SOURCE MATERIAL below:

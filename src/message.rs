//! Deque-backed binary messages.
//!
//! [`Message`] is an ordered byte sequence with O(1) amortized insertion and
//! extraction at both ends. Typed values go through the [`Wire`] trait:
//! fixed-width integers and floats are encoded little-endian, strings and
//! vectors carry a `u32` little-endian element-count prefix, and containers
//! nest by recursive application of the same rule.
//!
//! Framed transports ship a message as `u32 LE length | payload`; the
//! framing itself lives in the transports, a `Message` only holds the
//! payload bytes.

use std::collections::VecDeque;

/// An ordered, mutable byte sequence with efficient front and back access.
///
/// Values pushed at one end are extracted in last-in-first-out order at the
/// same end, and first-in-first-out order at the opposite end. Protocol code
/// in this crate builds messages by pushing fields to the back and the peer
/// pops them off the front.
#[derive(Debug, Default, Clone, PartialEq, Eq)]
pub struct Message {
    data: VecDeque<u8>,
}

impl Message {
    /// Create an empty message.
    pub fn new() -> Self {
        Message::default()
    }

    /// Number of bytes in the message.
    pub fn len(&self) -> usize {
        self.data.len()
    }

    /// Whether the message contains no bytes.
    pub fn is_empty(&self) -> bool {
        self.data.is_empty()
    }

    /// Remove all contents.
    pub fn clear(&mut self) {
        self.data.clear();
    }

    /// Append raw bytes at the back.
    pub fn append(&mut self, bytes: &[u8]) {
        self.data.extend(bytes.iter().copied());
    }

    /// Insert raw bytes at the front, preserving their order.
    pub fn prepend(&mut self, bytes: &[u8]) {
        for &b in bytes.iter().rev() {
            self.data.push_front(b);
        }
    }

    /// Copy of the first `n` bytes, or `None` if fewer are present.
    pub fn front(&self, n: usize) -> Option<Vec<u8>> {
        if self.data.len() < n {
            return None;
        }
        Some(self.data.iter().take(n).copied().collect())
    }

    /// Copy of the last `n` bytes, or `None` if fewer are present.
    pub fn back(&self, n: usize) -> Option<Vec<u8>> {
        if self.data.len() < n {
            return None;
        }
        Some(self.data.iter().skip(self.data.len() - n).copied().collect())
    }

    /// Remove and return the first `n` bytes, or `None` (leaving the message
    /// untouched) if fewer are present.
    pub fn pop_front(&mut self, n: usize) -> Option<Vec<u8>> {
        if self.data.len() < n {
            return None;
        }
        Some(self.data.drain(..n).collect())
    }

    /// Remove and return the last `n` bytes, or `None` (leaving the message
    /// untouched) if fewer are present.
    pub fn pop_back(&mut self, n: usize) -> Option<Vec<u8>> {
        if self.data.len() < n {
            return None;
        }
        let at = self.data.len() - n;
        Some(self.data.drain(at..).collect())
    }

    /// Encode a value at the back of the message.
    pub fn push<T: Wire>(&mut self, value: &T) {
        value.encode(self);
    }

    /// Decode a value from the front of the message.
    ///
    /// Returns `None` if the message does not hold a complete value. For
    /// flat values the message is left untouched on failure; a nested
    /// container that fails partway may leave the message partially
    /// consumed, so callers treating `None` as a protocol violation should
    /// discard the remainder.
    pub fn pop<T: Wire>(&mut self) -> Option<T> {
        T::decode(self)
    }

    /// The message contents as a contiguous vector.
    pub fn to_vec(&self) -> Vec<u8> {
        self.data.iter().copied().collect()
    }
}

impl From<&[u8]> for Message {
    fn from(bytes: &[u8]) -> Self {
        let mut message = Message::new();
        message.append(bytes);
        message
    }
}

impl From<Vec<u8>> for Message {
    fn from(bytes: Vec<u8>) -> Self {
        Message {
            data: VecDeque::from(bytes),
        }
    }
}

/// Wire codec for values carried in a [`Message`].
///
/// Multi-byte values are little-endian regardless of host order, so peers on
/// different architectures interoperate.
pub trait Wire: Sized {
    /// Append this value's encoding at the back of `message`.
    fn encode(&self, message: &mut Message);

    /// Extract a value from the front of `message`.
    fn decode(message: &mut Message) -> Option<Self>;
}

macro_rules! impl_wire_numeric {
    ($($t:ty),*) => {
        $(
            impl Wire for $t {
                fn encode(&self, message: &mut Message) {
                    message.append(&self.to_le_bytes());
                }

                fn decode(message: &mut Message) -> Option<Self> {
                    const N: usize = size_of::<$t>();
                    let bytes = message.pop_front(N)?;
                    let mut raw = [0u8; N];
                    raw.copy_from_slice(&bytes);
                    Some(<$t>::from_le_bytes(raw))
                }
            }
        )*
    };
}

impl_wire_numeric!(u8, u16, u32, u64, i8, i16, i32, i64, f32, f64);

impl Wire for bool {
    fn encode(&self, message: &mut Message) {
        message.push(&u8::from(*self));
    }

    fn decode(message: &mut Message) -> Option<Self> {
        message.pop::<u8>().map(|b| b != 0)
    }
}

impl Wire for String {
    fn encode(&self, message: &mut Message) {
        message.push(&(self.len() as u32));
        message.append(self.as_bytes());
    }

    fn decode(message: &mut Message) -> Option<Self> {
        let prefix = message.front(4)?;
        let len = u32::from_le_bytes([prefix[0], prefix[1], prefix[2], prefix[3]]) as usize;
        if message.len() < 4 + len {
            return None;
        }
        message.pop_front(4);
        let bytes = message.pop_front(len)?;
        String::from_utf8(bytes).ok()
    }
}

impl<T: Wire> Wire for Vec<T> {
    fn encode(&self, message: &mut Message) {
        message.push(&(self.len() as u32));
        for item in self {
            item.encode(message);
        }
    }

    fn decode(message: &mut Message) -> Option<Self> {
        let count = message.pop::<u32>()? as usize;
        let mut items = Vec::with_capacity(count.min(message.len()));
        for _ in 0..count {
            items.push(T::decode(message)?);
        }
        Some(items)
    }
}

End of SOURCE MATERIAL.

● ASSIGNMENT
Write the material out once more so that every line matches the original.

● SOLUTION FOR THIS TASK
filename src/message.rs
//! Deque-backed binary messages.
//!
//! [`Message`] is an ordered byte sequence with O(1) amortized insertion and
//! extraction at both ends. Typed values go through the [`Wire`] trait:
//! fixed-width integers and floats are encoded little-endian, strings and
//! vectors carry a `u32` little-endian element-count prefix, and containers
//! nest by recursive application of the same rule.
//!
//! Framed transports ship a message as `u32 LE length | payload`; the
//! framing itself lives in the transports, a `Message` only holds the
//! payload bytes.

use std::collections::VecDeque;

/// An ordered, mutable byte sequence with efficient front and back access.
///
/// Values pushed at one end are extracted in last-in-first-out order at the
/// same end, and first-in-first-out order at the opposite end. Protocol code
/// in this crate builds messages by pushing fields to the back and the peer
/// pops them off the front.
#[derive(Debug, Default, Clone, PartialEq, Eq)]
pub struct Message {
    data: VecDeque<u8>,
}

impl Message {
    /// Create an empty message.
    pub fn new() -> Self {
        Message::default()
    }

    /// Number of bytes in the message.
    pub fn len(&self) -> usize {
        self.data.len()
    }

    /// Whether the message contains no bytes.
    pub fn is_empty(&self) -> bool {
        self.data.is_empty()
    }

    /// Remove all contents.
    pub fn clear(&mut self) {
        self.data.clear();
    }

    /// Append raw bytes at the back.
    pub fn append(&mut self, bytes: &[u8]) {
        self.data.extend(bytes.iter().copied());
    }

    /// Insert raw bytes at the front, preserving their order.
    pub fn prepend(&mut self, bytes: &[u8]) {
        for &b in bytes.iter().rev() {
            self.data.push_front(b);
        }
    }

    /// Copy of the first `n` bytes, or `None` if fewer are present.
    pub fn front(&self, n: usize) -> Option<Vec<u8>> {
        if self.data.len() < n {
            return None;
        }
        Some(self.data.iter().take(n).copied().collect())
    }

    /// Copy of the last `n` bytes, or `None` if fewer are present.
    pub fn back(&self, n: usize) -> Option<Vec<u8>> {
        if self.data.len() < n {
            return None;
        }
        Some(self.data.iter().skip(self.data.len() - n).copied().collect())
    }

    /// Remove and return the first `n` bytes, or `None` (leaving the message
    /// untouched) if fewer are present.
    pub fn pop_front(&mut self, n: usize) -> Option<Vec<u8>> {
        if self.data.len() < n {
            return None;
        }
        Some(self.data.drain(..n).collect())
    }

    /// Remove and return the last `n` bytes, or `None` (leaving the message
    /// untouched) if fewer are present.
    pub fn pop_back(&mut self, n: usize) -> Option<Vec<u8>> {
        if self.data.len() < n {
            return None;
        }
        let at = self.data.len() - n;
        Some(self.data.drain(at..).collect())
    }

    /// Encode a value at the back of the message.
    pub fn push<T: Wire>(&mut self, value: &T) {
        value.encode(self);
    }

    /// Decode a value from the front of the message.
    ///
    /// Returns `None` if the message does not hold a complete value. For
    /// flat values the message is left untouched on failure; a nested
    /// container that fails partway may leave the message partially
    /// consumed, so callers treating `None` as a protocol violation should
    /// discard the remainder.
    pub fn pop<T: Wire>(&mut self) -> Option<T> {
        T::decode(self)
    }

    /// The message contents as a contiguous vector.
    pub fn to_vec(&self) -> Vec<u8> {
        self.data.iter().copied().collect()
    }
}

impl From<&[u8]> for Message {
    fn from(bytes: &[u8]) -> Self {
        let mut message = Message::new();
        message.append(bytes);
        message
    }
}

impl From<Vec<u8>> for Message {
    fn from(bytes: Vec<u8>) -> Self {
        Message {
            data: VecDeque::from(bytes),
        }
    }
}

/// Wire codec for values carried in a [`Message`].
///
/// Multi-byte values are little-endian regardless of host order, so peers on
/// different architectures interoperate.
pub trait Wire: Sized {
    /// Append this value's encoding at the back of `message`.
    fn encode(&self, message: &mut Message);

    /// Extract a value from the front of `message`.
    fn decode(message: &mut Message) -> Option<Self>;
}

macro_rules! impl_wire_numeric {
    ($($t:ty),*) => {
        $(
            impl Wire for $t {
                fn encode(&self, message: &mut Message) {
                    message.append(&self.to_le_bytes());
                }

                fn decode(message: &mut Message) -> Option<Self> {
                    const N: usize = size_of::<$t>();
                    let bytes = message.pop_front(N)?;
                    let mut raw = [0u8; N];
                    raw.copy_from_slice(&bytes);
                    Some(<$t>::from_le_bytes(raw))
                }
            }
        )*
    };
}

impl_wire_numeric!(u8, u16, u32, u64, i8, i16, i32, i64, f32, f64);

impl Wire for bool {
    fn encode(&self, message: &mut Message) {
        message.push(&u8::from(*self));
    }

    fn decode(message: &mut Message) -> Option<Self> {
        message.pop::<u8>().map(|b| b != 0)
    }
}

impl Wire for String {
    fn encode(&self, message: &mut Message) {
        message.push(&(self.len() as u32));
        message.append(self.as_bytes());
    }

    fn decode(message: &mut Message) -> Option<Self> {
        let prefix = message.front(4)?;
        let len = u32::from_le_bytes([prefix[0], prefix[1], prefix[2], prefix[3]]) as usize;
        if message.len() < 4 + len {
            return None;
        }
        message.pop_front(4);
        let bytes = message.pop_front(len)?;
        String::from_utf8(bytes).ok()
    }
}

impl<T: Wire> Wire for Vec<T> {
    fn encode(&self, message: &mut Message) {
        message.push(&(self.len() as u32));
        for item in self {
            item.encode(message);
        }
    }

    fn decode(message: &mut Message) -> Option<Self> {
        let count = message.pop::<u32>()? as usize;
        let mut items = Vec::with_capacity(count.min(message.len()));
        for _ in 0..count {
            items.push(T::decode(message)?);
        }
        Some(items)
    }
}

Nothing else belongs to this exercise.